Weitere wichtige Vorarbeiten zur Infinitesimalrechnung leistete Fermat. Fermat berechnete Tangenten und Extrema von Kurven unter Verwendung des Differenzenquotienten, gab aber auch Quadraturen für verschiedene Kurven an. Um 1640 wirkte auf dem Gebiet der Infinitesimalrechnung auch Giles de Roberval, der unter anderem die Quadratur und die Tangentenberechnung für die Zykloide vornahm, Wendepunkte von Kurven berechnete und die Substitutionsformel für das bestimmte Integral entdeckte. Ein Zeitgenosse Robervals war Evangelista Torricelli, der die Quadratur der Parabel durchführte, das Volumen des Drehhyperboloides berechnete und die logarithmische Kurve untersuchte. Auch Pascal führte Quadraturen, Kubaturen und Schwerpunkt bestimmungen bei Flächen bzw. Kurven durch.
So wie in Frankreich beschäftigten sich auch in Holland mehrere Mathematiker mit Problemen der Infinitesimalrechnung. Die bedeutendsten Leistungen vollbrachte dabei Christiaan Huygens (um 1660), der sich auch als Physiker und Astronom ausgezeichnet hat. In den letzten Jahrzehnten des siebzehnten Jahrhunderts galt er unbestritten als der beste Mathematiker Europas. Zu seinen Leistungen in der Infinitesimalrechnung zählen die Rektifikation der Parabel, die Komplanation der Drehflächen zweiter Ordnung, Untersuchungen über Extremwertfragen, Tangenten und Wendepunktsprobleme, die Theorie des Krümmungsradius sowie der Evolute und Evolvente von Kurven.

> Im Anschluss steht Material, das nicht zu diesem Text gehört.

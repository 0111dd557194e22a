//! # Reinforcing Steel
//!
//! Bar weights from a template's [`RebarConfig`] and the resolved extent of
//! an element. Unit weight of a deformed bar is `d² / 162` kg/m with `d` in
//! millimetres.
//!
//! ## Layouts
//!
//! - **Linear** (beams, columns): main bars run the full length; stirrups or
//!   ties wrap the section inside the cover at the given spacing.
//! - **Footing**: main bars run along the footing length (inside cover),
//!   secondary bars run across it at the given spacing.
//! - **Slab**: a mesh measured per square metre. Main bars are given as a
//!   count per metre width, secondary bars by spacing.
//!
//! ## Grade selection
//!
//! `Auto` picks Grade 60 (`902 (1) a2`) when the largest bar diameter
//! reaches the configured threshold, otherwise Grade 40 (`902 (1) a1`).

use serde::{Deserialize, Serialize};

use crate::errors::{CalcError, CalcResult};
use crate::units::{format_fixed, format_input, round_to};

/// Pay item for Grade 40 reinforcing steel
pub const GRADE_40_ITEM: &str = "902 (1) a1";
/// Pay item for Grade 60 reinforcing steel
pub const GRADE_60_ITEM: &str = "902 (1) a2";

/// Default concrete cover (m)
pub const DEFAULT_COVER_M: f64 = 0.04;

/// Unit weight of a bar in kg/m.
pub fn unit_weight_kg_per_m(diameter_mm: f64) -> f64 {
    diameter_mm * diameter_mm / 162.0
}

/// A fixed number of bars of one diameter.
#[derive(Debug, Clone, Copy, PartialEq, Serialize, Deserialize)]
pub struct BarSet {
    pub count: u32,
    pub diameter_mm: f64,
}

/// Bars placed at a regular spacing.
#[derive(Debug, Clone, Copy, PartialEq, Serialize, Deserialize)]
pub struct SpacedBars {
    pub diameter_mm: f64,
    pub spacing_m: f64,
}

/// How the steel grade pay item is chosen.
#[derive(Debug, Clone, PartialEq, Default, Serialize, Deserialize)]
#[serde(tag = "mode", rename_all = "camelCase")]
pub enum RebarGrade {
    #[default]
    Auto,
    Manual { item_number: String },
}

fn default_cover() -> f64 {
    DEFAULT_COVER_M
}

/// Reinforcement of an element template.
///
/// ## JSON Example
///
/// ```json
/// {
///   "main_bars": { "count": 4, "diameter_mm": 16 },
///   "stirrups": { "diameter_mm": 10, "spacing_m": 0.15 },
///   "cover_m": 0.04,
///   "grade": { "mode": "auto" }
/// }
/// ```
#[derive(Debug, Clone, PartialEq, Serialize, Deserialize)]
pub struct RebarConfig {
    pub main_bars: BarSet,
    #[serde(default, skip_serializing_if = "Option::is_none")]
    pub stirrups: Option<SpacedBars>,
    #[serde(default, skip_serializing_if = "Option::is_none")]
    pub secondary_bars: Option<SpacedBars>,
    #[serde(default = "default_cover")]
    pub cover_m: f64,
    #[serde(default)]
    pub grade: RebarGrade,
}

impl RebarConfig {
    /// Largest diameter across every bar set
    pub fn max_diameter_mm(&self) -> f64 {
        [
            Some(self.main_bars.diameter_mm),
            self.stirrups.map(|s| s.diameter_mm),
            self.secondary_bars.map(|s| s.diameter_mm),
        ]
        .into_iter()
        .flatten()
        .fold(0.0, f64::max)
    }

    pub fn validate(&self) -> CalcResult<()> {
        if !(self.main_bars.diameter_mm > 0.0) {
            return Err(CalcError::invalid_dimension(
                "main_bars.diameter_mm",
                self.main_bars.diameter_mm,
                "Bar diameter must be positive",
            ));
        }
        for (field, bars) in [("stirrups", self.stirrups), ("secondary_bars", self.secondary_bars)] {
            if let Some(bars) = bars {
                if !(bars.diameter_mm > 0.0) {
                    return Err(CalcError::invalid_dimension(
                        format!("{}.diameter_mm", field),
                        bars.diameter_mm,
                        "Bar diameter must be positive",
                    ));
                }
                if !(bars.spacing_m > 0.0) {
                    return Err(CalcError::invalid_dimension(
                        format!("{}.spacing_m", field),
                        bars.spacing_m,
                        "Spacing must be positive",
                    ));
                }
            }
        }
        if !(self.cover_m >= 0.0) {
            return Err(CalcError::invalid_dimension("cover_m", self.cover_m, "Cover cannot be negative"));
        }
        if let RebarGrade::Manual { item_number } = &self.grade {
            if item_number.trim().is_empty() {
                return Err(CalcError::missing_field("grade.item_number"));
            }
        }
        Ok(())
    }
}

/// Pick the grade pay item. Returns `(item_number, auto_selected)`.
pub fn select_grade(config: &RebarConfig, grade60_min_diameter_mm: f64) -> (String, bool) {
    match &config.grade {
        RebarGrade::Manual { item_number } => (item_number.trim().to_string(), false),
        RebarGrade::Auto => {
            let item = if config.max_diameter_mm() >= grade60_min_diameter_mm {
                GRADE_60_ITEM
            } else {
                GRADE_40_ITEM
            };
            (item.to_string(), true)
        }
    }
}

/// Upper bound on bars placed at a spacing along one element
pub const MAX_SPACED_BARS: f64 = 100_000.0;

/// Bars needed at `spacing_m` over `length_m`, both ends included.
///
/// Fails with `InvalidDimension` when the spacing is so small that the count
/// is not finite or exceeds [`MAX_SPACED_BARS`].
pub fn spaced_bar_count(length_m: f64, spacing_m: f64) -> CalcResult<u32> {
    // tolerance keeps 6.0 / 0.15 from landing just below 40
    let count = (length_m / spacing_m + 1e-9).floor() + 1.0;
    if !count.is_finite() || !(0.0..=MAX_SPACED_BARS).contains(&count) {
        return Err(CalcError::invalid_dimension(
            "spacing_m",
            spacing_m,
            format!(
                "Spacing over {} m gives more than {} bars",
                format_input(length_m),
                MAX_SPACED_BARS
            ),
        ));
    }
    Ok(count as u32)
}

/// Extent of the concrete the steel is placed in.
#[derive(Debug, Clone, Copy, PartialEq)]
pub enum RebarLayout {
    /// Beam or column: bars along `length_m`, section `width_m` × `depth_m`
    Linear { length_m: f64, width_m: f64, depth_m: f64 },
    /// Isolated footing, plan `length_m` × `width_m`
    Footing { length_m: f64, width_m: f64 },
    /// Slab of plan area `area_m2`
    Slab { area_m2: f64 },
}

/// Role of a group of bars.
#[derive(Debug, Clone, Copy, PartialEq, Eq, Serialize, Deserialize)]
pub enum BarRole {
    Main,
    Stirrup,
    Secondary,
}

/// One group of identical bars.
#[derive(Debug, Clone, PartialEq, Serialize, Deserialize)]
pub struct RebarRow {
    pub role: BarRole,
    pub bar_count: f64,
    /// Length of each bar (m)
    pub length_m: f64,
    pub diameter_mm: f64,
    pub weight_kg: f64,
}

impl RebarRow {
    fn new(role: BarRole, bar_count: f64, length_m: f64, diameter_mm: f64) -> Self {
        RebarRow {
            role,
            bar_count,
            length_m,
            diameter_mm,
            weight_kg: bar_count * length_m * unit_weight_kg_per_m(diameter_mm),
        }
    }

    fn term(&self) -> String {
        format!(
            "{} × {} × {}²/162",
            format_input(round_to(self.bar_count, 6)),
            format_input(round_to(self.length_m, 6)),
            format_input(self.diameter_mm)
        )
    }
}

/// Rebar weight of one element.
#[derive(Debug, Clone, PartialEq, Serialize, Deserialize)]
pub struct RebarTakeoff {
    pub rows: Vec<RebarRow>,
    /// Unrounded total (kg)
    pub total_kg: f64,
    pub item_number: String,
    pub auto_selected: bool,
    pub formula_text: String,
}

fn inside_cover(field: &str, dimension_m: f64, cover_m: f64) -> CalcResult<f64> {
    let clear = dimension_m - 2.0 * cover_m;
    if clear <= 0.0 {
        return Err(CalcError::invalid_dimension(
            "cover_m",
            cover_m,
            format!("Cover leaves no room for bars across {} ({} m)", field, format_input(dimension_m)),
        ));
    }
    Ok(clear)
}

fn not_applicable(field: &str, layout: &str) -> CalcError {
    CalcError::invalid_input(field, "present", format!("{} do not apply to {} elements", field, layout))
}

/// Compute bar rows, total weight and grade item for `config` placed in `layout`.
///
/// ```rust
/// use takeoff_core::elements::rebar::{rebar_takeoff, BarSet, RebarConfig, RebarGrade, RebarLayout};
///
/// let config = RebarConfig {
///     main_bars: BarSet { count: 4, diameter_mm: 18.0 },
///     stirrups: None,
///     secondary_bars: None,
///     cover_m: 0.04,
///     grade: RebarGrade::Auto,
/// };
/// let layout = RebarLayout::Linear { length_m: 6.0, width_m: 0.3, depth_m: 0.5 };
/// let result = rebar_takeoff(&config, layout, 16.0).unwrap();
/// assert_eq!(result.total_kg, 48.0); // 4 × 6 × 18²/162
/// assert_eq!(result.item_number, "902 (1) a2");
/// ```
pub fn rebar_takeoff(config: &RebarConfig, layout: RebarLayout, grade60_min_diameter_mm: f64) -> CalcResult<RebarTakeoff> {
    config.validate()?;
    let main = config.main_bars;
    let cover = config.cover_m;

    let mut rows = Vec::new();
    match layout {
        RebarLayout::Linear {
            length_m,
            width_m,
            depth_m,
        } => {
            if config.secondary_bars.is_some() {
                return Err(not_applicable("secondary_bars", "beam or column"));
            }
            rows.push(RebarRow::new(BarRole::Main, main.count as f64, length_m, main.diameter_mm));
            if let Some(stirrups) = config.stirrups {
                let clear_w = inside_cover("width", width_m, cover)?;
                let clear_d = inside_cover("depth", depth_m, cover)?;
                let count = spaced_bar_count(length_m, stirrups.spacing_m)?;
                rows.push(RebarRow::new(
                    BarRole::Stirrup,
                    count as f64,
                    2.0 * (clear_w + clear_d),
                    stirrups.diameter_mm,
                ));
            }
        }
        RebarLayout::Footing { length_m, width_m } => {
            if config.stirrups.is_some() {
                return Err(not_applicable("stirrups", "footing"));
            }
            let clear_l = inside_cover("length", length_m, cover)?;
            let clear_w = inside_cover("width", width_m, cover)?;
            rows.push(RebarRow::new(BarRole::Main, main.count as f64, clear_l, main.diameter_mm));
            if let Some(secondary) = config.secondary_bars {
                let count = spaced_bar_count(clear_l, secondary.spacing_m)?;
                rows.push(RebarRow::new(BarRole::Secondary, count as f64, clear_w, secondary.diameter_mm));
            }
        }
        RebarLayout::Slab { area_m2 } => {
            if config.stirrups.is_some() {
                return Err(not_applicable("stirrups", "slab"));
            }
            // bars per metre width give metres of bar per square metre
            rows.push(RebarRow::new(BarRole::Main, area_m2, main.count as f64, main.diameter_mm));
            if let Some(secondary) = config.secondary_bars {
                rows.push(RebarRow::new(
                    BarRole::Secondary,
                    area_m2,
                    1.0 / secondary.spacing_m,
                    secondary.diameter_mm,
                ));
            }
        }
    }

    let total: f64 = rows.iter().map(|r| r.weight_kg).sum();
    let terms: Vec<String> = rows.iter().map(RebarRow::term).collect();
    let (item_number, auto_selected) = select_grade(config, grade60_min_diameter_mm);

    Ok(RebarTakeoff {
        formula_text: format!(
            "W = Σ n × L × d²/162 = {} = {} kg",
            terms.join(" + "),
            format_fixed(total, 3)
        ),
        rows,
        total_kg: total,
        item_number,
        auto_selected,
    })
}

Auch in England gab es wichtige Vorarbeiten zur Infinitesimalrechnung, auf die dann Newton aufbaute. Vor allem sind hier zu erwähnen John Wallis (um 1650), der Christiaan Huygens die berühmte Wallissche Produktdarstellung herleitete und verschiedene Quadraturen durchführte, sowie James Gregory (um 1660). Gregory studierte in Italien. Nachdem sich dort schon Pietro Mengoli (um 1650) mit unendlichen Reihen beschäftigt hatte, begann auch Gregory geometrische Probleme mit Hilfe von Folgen und Reihen zu lösen. So nimmt er eine Quadratur des Ellipsen-und Hyperbeisektors mittels um- und eingeschriebener Flächen vor (dabei tritt das erste Mal der Terminus "konvergieren" auf). Der Übergang von Polarkoordinaten zu rechtwinkeligen Koordinaten wird von ihm schon voll beherrscht. In einem heftigen Streit mit Huygens publiziert er seine "Exercitationes geometricae", in denen er die Potenzreihenentwicklung für den Logarithmus angibt, zu der er später noch die Potenzreihen für tan x und arctan x fand. Gregory kannte also wohl schon die Taylorsche Formel. Schließlich wirkte um 1680 in England auch Isaac Barrow, der Lehrer Newtons. In seinen "Lectiones geometricae" von 1670 behandelt Barrow einen Großteil der damals bekannten Tangenten- und Quadraturprobleme, allerdings, unter weitgehender Vermeidung des algebraischen Formalismus, auf kinematische Art. Wegen der dadurch etwas schwerfälligen Betrachtungsweise wurde die Bedeutung des Werkes von Barrow von den Zeitgenossen nicht erkannt.